DiffNet achieves state-of-the-art document tampering localization on cross-domain and human-made forgeries using multi-level discrepancy features and DCT-quantization embedding.

A machine-rendered reading of the paper's core claim, the machinery that carries it, and where it could break.

Document tampering often leaves only subtle traces that are hard for both humans and models to spot, particularly when forgeries are created by people or come from document sources and pipelines different from training data. Prior approaches have shown gains mainly on synthetic benchmarks that match the training distribution but translate poorly to real cases. This paper introduces DiffNet, an RGB-DCT early-fusion network that applies a lightweight multi-level discrepancy transformation at each backbone stage, replacing features with magnitude-only responses to learned zero-sum filters, and pairs it with a frequency-index-aware DCT-quantization joint embedding. The design aims to steer the decoder toward multi-scale inconsistency evidence rather than content activations. If the approach works, it would enable more reliable and faster detection in practical settings where distribution shift is common.

Core claim

The authors propose DiffNet, an RGB-DCT early-fusion architecture driven by two choices: a lightweight multi-level discrepancy transformation at the output of each backbone stage that replaces features with magnitude-only responses to learned zero-sum filters, and a lightweight frequency-index-aware DCT-quantization joint embedding for the DCT-domain backbone.

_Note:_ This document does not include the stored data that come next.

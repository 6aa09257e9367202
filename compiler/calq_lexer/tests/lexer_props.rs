use calq_lexer::{Lexer, TokenType};
use proptest::prelude::*;

fn init_test_logger() {
    let _ = env_logger::builder()
        .is_test(true)
        .filter_level(log::LevelFilter::Trace)
        .try_init();
}

proptest! {
    #[test]
    fn numbers_lex_to_their_value(value in 0.0f64..1.0e9) {
        let text = format!("{value}");
        let tokens = Lexer::tokenize(&text);
        prop_assert_eq!(tokens.len(), 1);
        prop_assert_eq!(&tokens[0].token_type, &TokenType::Number(value));
    }

    #[test]
    fn lexemes_cover_the_source(words in proptest::collection::vec("[a-z]{1,6}|[0-9]{1,4}|[-+*/^(),=<>]", 1..12)) {
        let source = words.join(" ");
        let tokens = Lexer::tokenize(&source);
        prop_assert_eq!(tokens.len(), words.len());
        for (token, word) in tokens.iter().zip(&words) {
            prop_assert_eq!(&token.lexeme, word);
            prop_assert_eq!(&source[token.location.offset..token.location.offset + word.len()], word.as_str());
        }
    }
}

#[test]
fn test_lexer_logs_without_panicking() {
    init_test_logger();
    let tokens = Lexer::tokenize("sin(x) # 2");
    assert!(tokens
        .iter()
        .any(|t| t.token_type == TokenType::Invalid("#".to_string())));
}
//! Precedence-climbing grammar for calq expressions.
//!
//! ```text
//! expr    --> factor ( infix expr )*        (climbing on binding powers)
//! factor  --> NUMBER
//!           | "(" expr ")"
//!           | "-" expr@35
//!           | UNARY_FN "(" expr ")"
//!           | BINARY_FN "(" expr "," expr ")"
//!           | "if" "(" expr "," expr "," expr ")"
//!           | "pi"
//!           | VARIABLE
//! ```

use std::collections::HashSet;
use std::f64::consts::PI;

use calq_ast::{BinaryOperator, ExprFactory, Expression, UnaryOperator};
use calq_env::{Variable, VariableRegistry};
use calq_lexer::TokenType;

use super::diagnostics::{ErrorKind, SyntaxError};
use super::token_stream::{TokenBuffer, TokenStream};

/// Name of the built-in constant for pi.
pub const PI_NAME: &str = "pi";

/// Binding power of the operand of prefix minus: tighter than `+ -`,
/// looser than `* /`.
const NEGATION_POWER: u8 = 35;

/// Left and right binding powers of an infix operator token.
///
/// Higher binds tighter. Left-associative operators use `r = l + 1`,
/// right-associative ones `r = l`.
pub fn infix_operator(token_type: &TokenType) -> Option<(BinaryOperator, u8, u8)> {
    let entry = match token_type {
        TokenType::Word(w) if w == "and" => (BinaryOperator::And, 5, 6),
        TokenType::Word(w) if w == "or" => (BinaryOperator::Or, 10, 11),

        TokenType::Less => (BinaryOperator::Lt, 20, 21),
        TokenType::LessEqual => (BinaryOperator::Le, 20, 21),
        TokenType::Equal => (BinaryOperator::Eq, 20, 21),
        TokenType::NotEqual => (BinaryOperator::Ne, 20, 21),
        TokenType::GreaterEqual => (BinaryOperator::Ge, 20, 21),
        TokenType::Greater => (BinaryOperator::Gt, 20, 21),

        TokenType::Plus => (BinaryOperator::Add, 30, 31),
        TokenType::Minus => (BinaryOperator::Sub, 30, 31),

        TokenType::Slash => (BinaryOperator::Div, 40, 41),
        TokenType::Star => (BinaryOperator::Mul, 40, 41),

        TokenType::Caret => (BinaryOperator::Pow, 50, 50),

        _ => return None,
    };
    Some(entry)
}

/// Everything a parse consults besides the tokens.
#[derive(Clone, Copy)]
pub(crate) struct Grammar<'p> {
    pub registry: &'p VariableRegistry,
    /// `None` means any variable name is accepted
    pub allowed: Option<&'p HashSet<Variable>>,
    pub factory: ExprFactory,
    /// Limit on both parser recursion and the height of the built tree
    pub max_depth: usize,
    /// Register unknown names; a speculative grammar resolves them to
    /// detached variables instead
    pub register: bool,
}

/// A built subtree and the height of its chain of operator nodes.
/// Literals, variables and polynomials have height 0.
struct Subtree {
    expr: Expression,
    height: usize,
}

impl<'p> Grammar<'p> {
    /// The same grammar, leaving the registry untouched.
    pub fn speculative(&self) -> Grammar<'p> {
        Grammar {
            register: false,
            ..*self
        }
    }

    /// Parse the whole buffer from its first token. Every token must be
    /// consumed.
    pub fn parse(&self, buffer: &TokenBuffer) -> Result<Expression, SyntaxError> {
        let mut stream = buffer.stream();
        let subtree = self.parse_expr(&mut stream, 0, 0)?;
        if !stream.is_empty() {
            return Err(error(&stream, ErrorKind::IncompleteExpression, "Incomplete expression"));
        }
        Ok(subtree.expr)
    }

    /// Turn a tree from a successful speculative parse of `buffer` into one
    /// whose variables live in the registry.
    pub fn commit(&self, buffer: &TokenBuffer, tree: Expression) -> Result<Expression, SyntaxError> {
        if self.register && self.allowed.is_none() {
            self.parse(buffer)
        } else {
            Ok(tree)
        }
    }

    fn parse_expr(
        &self,
        stream: &mut TokenStream<'_>,
        min_precedence: u8,
        depth: usize,
    ) -> Result<Subtree, SyntaxError> {
        let mut lhs = self.parse_factor(stream, depth)?;

        while let Some(token_type) = stream.peek_type() {
            let (operator, left, right) = match infix_operator(token_type) {
                Some(entry) => entry,
                None => break,
            };
            if left < min_precedence {
                break;
            }
            stream.advance();
            let rhs = self.parse_expr(stream, right, depth + 1)?;
            let expr = self.factory.binary(operator, lhs.expr, rhs.expr);
            lhs = self.node(stream, expr, &[lhs.height, rhs.height])?;
        }

        Ok(lhs)
    }

    fn parse_factor(
        &self,
        stream: &mut TokenStream<'_>,
        depth: usize,
    ) -> Result<Subtree, SyntaxError> {
        let token = match stream.peek() {
            Some(token) => token,
            None => return Err(error(stream, ErrorKind::PrematureEof, "Expected a factor")),
        };

        if depth >= self.max_depth {
            return Err(too_deep(stream));
        }
        let depth = depth + 1;

        match &token.token_type {
            TokenType::Number(value) => {
                stream.advance();
                Ok(leaf(self.factory.literal(*value)))
            }
            TokenType::Word(word) => self.parse_word(stream, word, depth),
            TokenType::LeftParen => {
                stream.advance();
                let enclosed = self.parse_expr(stream, 0, depth)?;
                expect(stream, TokenType::RightParen)?;
                Ok(enclosed)
            }
            TokenType::Minus => {
                stream.advance();
                let operand = self.parse_expr(stream, NEGATION_POWER, depth)?;
                let expr = self.factory.unary(UnaryOperator::Neg, operand.expr);
                self.node(stream, expr, &[operand.height])
            }
            _ => Err(error(stream, ErrorKind::BadFactor, "Expected a factor")),
        }
    }

    /// A word at factor position: function call, conditional, pi, or variable.
    fn parse_word(
        &self,
        stream: &mut TokenStream<'_>,
        word: &str,
        depth: usize,
    ) -> Result<Subtree, SyntaxError> {
        if let Some(operator) = UnaryOperator::from_function_name(word) {
            stream.advance();
            let [operand] = self.parse_arguments::<1>(stream, depth)?;
            let expr = self.factory.unary(operator, operand.expr);
            return self.node(stream, expr, &[operand.height]);
        }

        if let Some(operator) = BinaryOperator::from_function_name(word) {
            stream.advance();
            let [left, right] = self.parse_arguments::<2>(stream, depth)?;
            let expr = self.factory.binary(operator, left.expr, right.expr);
            return self.node(stream, expr, &[left.height, right.height]);
        }

        if word == "if" {
            stream.advance();
            let [test, consequent, alternative] = self.parse_arguments::<3>(stream, depth)?;
            let heights = [test.height, consequent.height, alternative.height];
            let expr = self
                .factory
                .if_then_else(test.expr, consequent.expr, alternative.expr);
            return self.node(stream, expr, &heights);
        }

        if word == PI_NAME {
            stream.advance();
            return Ok(leaf(self.factory.literal(PI)));
        }

        let variable = match self.allowed {
            None if self.register => self.registry.lookup_or_create(word),
            None => self
                .registry
                .get(word)
                .unwrap_or_else(|| Variable::new(word)),
            Some(allowed) => match self.registry.get(word) {
                Some(variable) if allowed.contains(&variable) => variable,
                _ => {
                    log::debug!("Rejecting variable '{}' outside the allow-list", word);
                    return Err(error(stream, ErrorKind::UnknownVariable, "Unknown variable")
                        .with_expected(word));
                }
            },
        };
        stream.advance();
        Ok(leaf(Expression::Variable(variable)))
    }

    /// `"(" expr ("," expr){N-1} ")"`
    fn parse_arguments<const N: usize>(
        &self,
        stream: &mut TokenStream<'_>,
        depth: usize,
    ) -> Result<[Subtree; N], SyntaxError> {
        expect(stream, TokenType::LeftParen)?;
        let mut arguments = Vec::with_capacity(N);
        for i in 0..N {
            if i > 0 {
                expect(stream, TokenType::Comma)?;
            }
            arguments.push(self.parse_expr(stream, 0, depth)?);
        }
        expect(stream, TokenType::RightParen)?;
        match arguments.try_into() {
            Ok(arguments) => Ok(arguments),
            // The loop pushes exactly N arguments
            Err(_) => unreachable!("argument count mismatch"),
        }
    }

    /// Measure a node the factory just built over operands of the given
    /// heights. Folded results are leaves; anything else sits one level
    /// above its tallest operand and must stay within `max_depth`.
    fn node(
        &self,
        stream: &TokenStream<'_>,
        expr: Expression,
        operands: &[usize],
    ) -> Result<Subtree, SyntaxError> {
        let height = match expr {
            Expression::Literal(_) | Expression::Variable(_) | Expression::Polynomial(_) => 0,
            _ => 1 + operands.iter().copied().max().unwrap_or(0),
        };
        if height > self.max_depth {
            return Err(too_deep(stream));
        }
        Ok(Subtree { expr, height })
    }
}

fn leaf(expr: Expression) -> Subtree {
    Subtree { expr, height: 0 }
}

fn too_deep(stream: &TokenStream<'_>) -> SyntaxError {
    error(stream, ErrorKind::NestingTooDeep, "Expression nested too deeply")
}

fn error(stream: &TokenStream<'_>, kind: ErrorKind, message: &str) -> SyntaxError {
    SyntaxError::new(kind, message, stream.position(), stream.location())
}

fn expect(stream: &mut TokenStream<'_>, expected: TokenType) -> Result<(), SyntaxError> {
    if stream.peek_type() == Some(&expected) {
        stream.advance();
        return Ok(());
    }
    let text = expected.text();
    Err(error(
        stream,
        ErrorKind::UnexpectedToken,
        &format!("'{text}' expected"),
    )
    .with_expected(text))
}
pub mod parser;

pub use parser::{
    Correction, CorrectionKind, ErrorKind, ParseReport, Parser, ParserConfig, SyntaxError,
};


// Integration tests are in the tests/ directory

This yields state-of-the-art performance on cross-domain and human-made document tampering localization, outperforming prior methods by around 30 percent with up to 7 times higher throughput than the previous best model.

What carries the argument

Lightweight multi-level discrepancy transformation that replaces backbone-stage features with magnitude-only responses to learned zero-sum filters, together with frequency-index-aware DCT-quantization joint embedding.

If this is right

  • The decoder aggregates multi-scale inconsistency evidence rather than operating on raw content-heavy activations.
  • Performance improves on distribution shifts arising from new document sources and tampering pipelines.
  • Throughput reaches up to 7 times that of the previous best model while maintaining higher accuracy.
  • Results on human-made forgeries exceed those of methods tuned primarily on synthetic data.

Where Pith is reading between the lines

These are editorial extensions of the paper, not claims the author makes directly.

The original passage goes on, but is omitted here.